__Task details__. From the entries below, return exactly the lines beginning at the one that contains "filename crates/courier-server/src/lib.rs" and ending at the one that contains "then routed: each", both of them included, and only those lines.

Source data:
/---
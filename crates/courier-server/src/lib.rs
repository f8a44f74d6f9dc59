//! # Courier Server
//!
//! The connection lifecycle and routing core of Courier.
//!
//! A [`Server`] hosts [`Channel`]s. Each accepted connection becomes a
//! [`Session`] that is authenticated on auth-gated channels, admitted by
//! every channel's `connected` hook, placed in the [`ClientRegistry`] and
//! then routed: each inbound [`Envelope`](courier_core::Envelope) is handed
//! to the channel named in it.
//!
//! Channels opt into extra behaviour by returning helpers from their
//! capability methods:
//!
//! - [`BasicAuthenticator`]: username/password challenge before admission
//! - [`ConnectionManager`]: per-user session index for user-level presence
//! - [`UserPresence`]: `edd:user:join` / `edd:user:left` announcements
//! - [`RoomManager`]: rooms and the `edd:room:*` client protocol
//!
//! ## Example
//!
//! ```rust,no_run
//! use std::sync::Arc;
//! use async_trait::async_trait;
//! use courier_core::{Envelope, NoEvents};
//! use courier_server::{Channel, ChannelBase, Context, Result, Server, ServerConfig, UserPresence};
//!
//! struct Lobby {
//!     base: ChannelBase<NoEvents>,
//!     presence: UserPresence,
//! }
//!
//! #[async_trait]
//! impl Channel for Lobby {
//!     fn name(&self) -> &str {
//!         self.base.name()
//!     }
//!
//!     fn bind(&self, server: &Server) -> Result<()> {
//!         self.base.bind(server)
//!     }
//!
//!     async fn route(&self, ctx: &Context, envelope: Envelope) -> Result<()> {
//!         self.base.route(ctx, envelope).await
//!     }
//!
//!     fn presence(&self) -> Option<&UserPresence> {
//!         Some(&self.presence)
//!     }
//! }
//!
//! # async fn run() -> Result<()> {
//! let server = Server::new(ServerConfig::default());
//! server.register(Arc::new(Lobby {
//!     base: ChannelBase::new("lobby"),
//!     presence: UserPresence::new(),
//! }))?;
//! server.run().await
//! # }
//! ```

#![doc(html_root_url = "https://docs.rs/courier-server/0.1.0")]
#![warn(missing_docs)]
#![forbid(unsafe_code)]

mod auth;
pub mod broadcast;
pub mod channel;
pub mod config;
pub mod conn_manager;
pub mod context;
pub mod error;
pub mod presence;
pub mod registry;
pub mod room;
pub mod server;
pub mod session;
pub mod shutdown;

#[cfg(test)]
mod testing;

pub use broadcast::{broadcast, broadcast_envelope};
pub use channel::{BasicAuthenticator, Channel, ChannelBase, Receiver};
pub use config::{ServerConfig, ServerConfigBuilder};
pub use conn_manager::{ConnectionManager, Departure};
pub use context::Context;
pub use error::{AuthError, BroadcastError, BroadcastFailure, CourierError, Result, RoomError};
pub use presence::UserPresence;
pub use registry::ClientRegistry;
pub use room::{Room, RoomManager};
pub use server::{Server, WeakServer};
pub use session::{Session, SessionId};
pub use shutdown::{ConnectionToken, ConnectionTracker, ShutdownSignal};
\---
/---
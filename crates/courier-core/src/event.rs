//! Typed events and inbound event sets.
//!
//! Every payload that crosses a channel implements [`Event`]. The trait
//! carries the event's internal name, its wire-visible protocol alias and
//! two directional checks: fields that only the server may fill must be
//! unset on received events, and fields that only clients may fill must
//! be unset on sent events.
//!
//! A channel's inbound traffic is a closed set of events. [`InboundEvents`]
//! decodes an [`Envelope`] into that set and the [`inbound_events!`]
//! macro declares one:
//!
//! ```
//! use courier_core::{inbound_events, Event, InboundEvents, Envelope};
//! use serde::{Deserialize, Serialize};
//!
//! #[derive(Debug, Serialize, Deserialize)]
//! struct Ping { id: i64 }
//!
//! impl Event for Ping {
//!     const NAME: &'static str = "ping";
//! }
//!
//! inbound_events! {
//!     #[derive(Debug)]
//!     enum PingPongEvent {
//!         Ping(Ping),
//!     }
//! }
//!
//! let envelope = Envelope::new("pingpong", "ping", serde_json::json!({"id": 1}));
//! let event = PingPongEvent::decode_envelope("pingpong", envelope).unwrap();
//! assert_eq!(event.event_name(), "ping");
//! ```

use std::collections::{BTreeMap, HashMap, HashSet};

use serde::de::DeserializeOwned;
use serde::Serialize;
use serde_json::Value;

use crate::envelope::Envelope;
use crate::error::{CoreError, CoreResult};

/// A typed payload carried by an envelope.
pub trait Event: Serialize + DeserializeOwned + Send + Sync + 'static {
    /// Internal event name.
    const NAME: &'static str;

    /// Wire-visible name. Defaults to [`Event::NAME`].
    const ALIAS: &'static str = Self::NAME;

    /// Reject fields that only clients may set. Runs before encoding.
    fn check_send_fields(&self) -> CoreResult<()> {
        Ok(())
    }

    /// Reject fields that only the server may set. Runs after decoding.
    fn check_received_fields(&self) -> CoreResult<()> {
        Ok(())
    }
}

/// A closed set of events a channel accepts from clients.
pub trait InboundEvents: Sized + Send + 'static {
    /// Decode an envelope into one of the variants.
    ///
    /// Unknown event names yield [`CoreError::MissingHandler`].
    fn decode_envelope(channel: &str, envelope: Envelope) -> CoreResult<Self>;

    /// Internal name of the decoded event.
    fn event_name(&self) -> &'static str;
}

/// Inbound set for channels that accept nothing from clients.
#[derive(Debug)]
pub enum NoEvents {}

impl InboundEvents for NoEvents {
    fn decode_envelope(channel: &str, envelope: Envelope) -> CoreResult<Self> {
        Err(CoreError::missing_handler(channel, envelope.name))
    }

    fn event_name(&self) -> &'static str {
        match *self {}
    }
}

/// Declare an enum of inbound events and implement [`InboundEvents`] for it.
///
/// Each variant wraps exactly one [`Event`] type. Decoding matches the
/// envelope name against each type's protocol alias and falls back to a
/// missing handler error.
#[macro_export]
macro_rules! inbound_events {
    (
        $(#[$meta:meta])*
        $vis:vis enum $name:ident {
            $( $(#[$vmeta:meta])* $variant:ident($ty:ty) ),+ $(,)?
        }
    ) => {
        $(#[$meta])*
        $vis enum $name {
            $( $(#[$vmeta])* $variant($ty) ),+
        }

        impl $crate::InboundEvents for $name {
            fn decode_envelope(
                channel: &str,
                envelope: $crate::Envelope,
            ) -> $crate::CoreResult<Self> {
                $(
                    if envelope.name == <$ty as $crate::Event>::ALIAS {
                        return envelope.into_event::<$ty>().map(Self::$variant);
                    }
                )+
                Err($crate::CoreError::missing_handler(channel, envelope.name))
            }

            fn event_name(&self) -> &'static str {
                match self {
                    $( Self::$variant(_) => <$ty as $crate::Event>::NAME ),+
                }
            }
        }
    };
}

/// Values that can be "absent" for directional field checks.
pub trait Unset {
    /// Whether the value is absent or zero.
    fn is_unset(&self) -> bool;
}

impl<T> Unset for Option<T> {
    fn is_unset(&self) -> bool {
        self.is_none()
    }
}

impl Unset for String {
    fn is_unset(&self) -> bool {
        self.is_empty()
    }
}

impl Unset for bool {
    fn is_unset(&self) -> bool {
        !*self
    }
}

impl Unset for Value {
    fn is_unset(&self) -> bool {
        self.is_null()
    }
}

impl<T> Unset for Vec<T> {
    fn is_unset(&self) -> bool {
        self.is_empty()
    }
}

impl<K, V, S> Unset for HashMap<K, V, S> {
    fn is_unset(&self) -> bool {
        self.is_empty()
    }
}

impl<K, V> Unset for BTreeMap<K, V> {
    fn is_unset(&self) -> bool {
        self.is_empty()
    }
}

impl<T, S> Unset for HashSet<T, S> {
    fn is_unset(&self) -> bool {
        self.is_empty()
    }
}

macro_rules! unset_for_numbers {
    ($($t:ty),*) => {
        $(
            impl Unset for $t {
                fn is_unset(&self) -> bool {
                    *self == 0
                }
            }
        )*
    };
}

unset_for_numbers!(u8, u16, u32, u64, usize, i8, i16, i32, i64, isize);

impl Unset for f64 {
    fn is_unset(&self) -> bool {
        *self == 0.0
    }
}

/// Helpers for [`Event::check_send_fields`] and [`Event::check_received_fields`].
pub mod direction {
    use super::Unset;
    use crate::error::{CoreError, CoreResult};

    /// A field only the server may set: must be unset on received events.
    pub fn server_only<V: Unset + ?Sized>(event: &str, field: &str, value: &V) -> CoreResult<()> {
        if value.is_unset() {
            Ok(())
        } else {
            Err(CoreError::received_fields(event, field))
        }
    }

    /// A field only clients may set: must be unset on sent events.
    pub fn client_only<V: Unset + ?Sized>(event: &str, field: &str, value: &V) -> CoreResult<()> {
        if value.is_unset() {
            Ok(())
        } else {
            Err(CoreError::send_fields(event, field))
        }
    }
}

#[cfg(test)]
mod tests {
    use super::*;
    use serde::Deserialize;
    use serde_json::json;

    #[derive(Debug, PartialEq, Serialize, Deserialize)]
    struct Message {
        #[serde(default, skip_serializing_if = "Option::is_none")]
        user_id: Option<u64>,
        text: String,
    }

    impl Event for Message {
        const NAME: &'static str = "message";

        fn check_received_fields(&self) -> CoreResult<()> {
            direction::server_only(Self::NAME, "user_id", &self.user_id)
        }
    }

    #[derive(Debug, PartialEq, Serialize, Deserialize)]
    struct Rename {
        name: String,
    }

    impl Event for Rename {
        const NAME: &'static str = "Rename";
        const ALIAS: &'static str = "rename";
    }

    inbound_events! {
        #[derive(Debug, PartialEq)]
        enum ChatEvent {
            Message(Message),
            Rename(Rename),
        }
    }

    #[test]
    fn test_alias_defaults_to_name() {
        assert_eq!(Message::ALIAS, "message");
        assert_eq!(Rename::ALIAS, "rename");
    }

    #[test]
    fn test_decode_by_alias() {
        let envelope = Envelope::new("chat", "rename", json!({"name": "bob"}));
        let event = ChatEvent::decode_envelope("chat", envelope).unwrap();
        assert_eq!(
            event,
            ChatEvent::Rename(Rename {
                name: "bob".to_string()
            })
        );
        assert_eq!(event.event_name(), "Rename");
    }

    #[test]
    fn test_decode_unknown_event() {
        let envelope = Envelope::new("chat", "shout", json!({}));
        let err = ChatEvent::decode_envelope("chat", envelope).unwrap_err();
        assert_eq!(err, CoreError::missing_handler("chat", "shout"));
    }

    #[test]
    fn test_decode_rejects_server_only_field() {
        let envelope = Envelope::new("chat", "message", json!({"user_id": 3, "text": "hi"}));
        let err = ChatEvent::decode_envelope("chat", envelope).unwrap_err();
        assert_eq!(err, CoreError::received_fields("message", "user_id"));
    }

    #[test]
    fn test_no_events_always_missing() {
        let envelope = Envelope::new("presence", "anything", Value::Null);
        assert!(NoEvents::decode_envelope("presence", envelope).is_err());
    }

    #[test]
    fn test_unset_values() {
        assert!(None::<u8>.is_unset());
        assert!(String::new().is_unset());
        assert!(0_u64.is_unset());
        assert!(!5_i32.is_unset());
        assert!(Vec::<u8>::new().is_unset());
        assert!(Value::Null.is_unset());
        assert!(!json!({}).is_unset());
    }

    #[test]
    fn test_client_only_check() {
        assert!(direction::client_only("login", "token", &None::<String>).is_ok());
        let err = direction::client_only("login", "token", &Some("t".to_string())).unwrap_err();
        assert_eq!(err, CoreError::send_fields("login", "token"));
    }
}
\---
/---
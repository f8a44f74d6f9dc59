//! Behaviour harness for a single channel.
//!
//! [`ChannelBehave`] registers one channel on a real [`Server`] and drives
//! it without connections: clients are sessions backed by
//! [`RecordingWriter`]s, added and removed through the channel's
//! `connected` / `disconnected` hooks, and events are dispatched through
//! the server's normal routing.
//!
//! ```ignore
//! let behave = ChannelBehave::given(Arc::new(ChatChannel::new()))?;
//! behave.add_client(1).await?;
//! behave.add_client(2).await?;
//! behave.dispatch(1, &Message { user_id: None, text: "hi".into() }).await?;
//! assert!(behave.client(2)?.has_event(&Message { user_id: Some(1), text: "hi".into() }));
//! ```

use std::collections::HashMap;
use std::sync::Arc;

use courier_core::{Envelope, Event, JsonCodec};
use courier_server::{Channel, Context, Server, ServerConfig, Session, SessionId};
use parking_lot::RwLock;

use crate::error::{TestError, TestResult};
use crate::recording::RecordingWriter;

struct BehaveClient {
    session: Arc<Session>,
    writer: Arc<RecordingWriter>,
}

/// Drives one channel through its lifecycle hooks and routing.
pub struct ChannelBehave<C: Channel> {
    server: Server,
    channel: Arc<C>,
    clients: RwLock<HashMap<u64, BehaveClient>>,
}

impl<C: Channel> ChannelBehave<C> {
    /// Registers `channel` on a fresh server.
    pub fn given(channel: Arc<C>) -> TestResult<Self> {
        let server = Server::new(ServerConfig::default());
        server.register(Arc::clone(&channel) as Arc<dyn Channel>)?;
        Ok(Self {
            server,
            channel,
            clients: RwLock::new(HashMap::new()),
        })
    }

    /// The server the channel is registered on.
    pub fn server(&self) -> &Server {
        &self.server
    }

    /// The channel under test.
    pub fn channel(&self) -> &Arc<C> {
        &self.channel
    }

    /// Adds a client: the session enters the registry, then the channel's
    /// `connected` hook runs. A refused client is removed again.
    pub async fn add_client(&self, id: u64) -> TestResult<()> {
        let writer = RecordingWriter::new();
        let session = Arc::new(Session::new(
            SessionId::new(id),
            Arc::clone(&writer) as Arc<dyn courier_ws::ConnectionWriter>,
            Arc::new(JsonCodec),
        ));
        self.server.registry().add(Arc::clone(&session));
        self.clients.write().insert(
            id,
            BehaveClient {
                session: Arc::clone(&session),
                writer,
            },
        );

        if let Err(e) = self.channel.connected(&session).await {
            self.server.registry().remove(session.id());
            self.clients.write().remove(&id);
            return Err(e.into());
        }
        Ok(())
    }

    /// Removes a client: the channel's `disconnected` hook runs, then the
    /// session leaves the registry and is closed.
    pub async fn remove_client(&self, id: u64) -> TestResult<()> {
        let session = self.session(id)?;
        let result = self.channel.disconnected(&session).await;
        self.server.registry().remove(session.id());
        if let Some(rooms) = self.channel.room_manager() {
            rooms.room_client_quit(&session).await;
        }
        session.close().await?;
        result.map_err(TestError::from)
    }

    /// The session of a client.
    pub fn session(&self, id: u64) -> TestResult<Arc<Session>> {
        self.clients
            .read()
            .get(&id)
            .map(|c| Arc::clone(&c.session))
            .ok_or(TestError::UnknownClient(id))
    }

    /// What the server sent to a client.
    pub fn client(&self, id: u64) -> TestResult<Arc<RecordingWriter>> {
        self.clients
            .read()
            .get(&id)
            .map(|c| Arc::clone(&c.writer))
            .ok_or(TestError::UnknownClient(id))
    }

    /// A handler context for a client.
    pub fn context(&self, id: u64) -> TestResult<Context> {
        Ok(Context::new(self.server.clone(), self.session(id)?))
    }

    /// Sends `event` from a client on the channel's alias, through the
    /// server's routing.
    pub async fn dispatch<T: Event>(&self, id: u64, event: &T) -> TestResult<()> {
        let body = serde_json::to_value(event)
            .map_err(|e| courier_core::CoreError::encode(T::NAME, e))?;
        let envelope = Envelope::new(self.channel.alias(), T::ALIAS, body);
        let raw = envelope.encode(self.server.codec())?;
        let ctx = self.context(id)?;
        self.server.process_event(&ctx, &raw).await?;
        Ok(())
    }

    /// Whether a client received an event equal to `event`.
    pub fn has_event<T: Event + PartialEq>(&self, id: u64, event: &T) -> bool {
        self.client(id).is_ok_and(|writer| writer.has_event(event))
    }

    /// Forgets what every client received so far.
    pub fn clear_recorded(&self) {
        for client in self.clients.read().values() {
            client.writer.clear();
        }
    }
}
\---
__Answer for this exercise__.
filename crates/courier-server/src/lib.rs
repository f8a44f74d6f9dc59
//! # Courier Server
//!
//! The connection lifecycle and routing core of Courier.
//!
//! A [`Server`] hosts [`Channel`]s. Each accepted connection becomes a
//! [`Session`] that is authenticated on auth-gated channels, admitted by
//! every channel's `connected` hook, placed in the [`ClientRegistry`] and
//! then routed: each inbound [`Envelope`](courier_core::Envelope) is handed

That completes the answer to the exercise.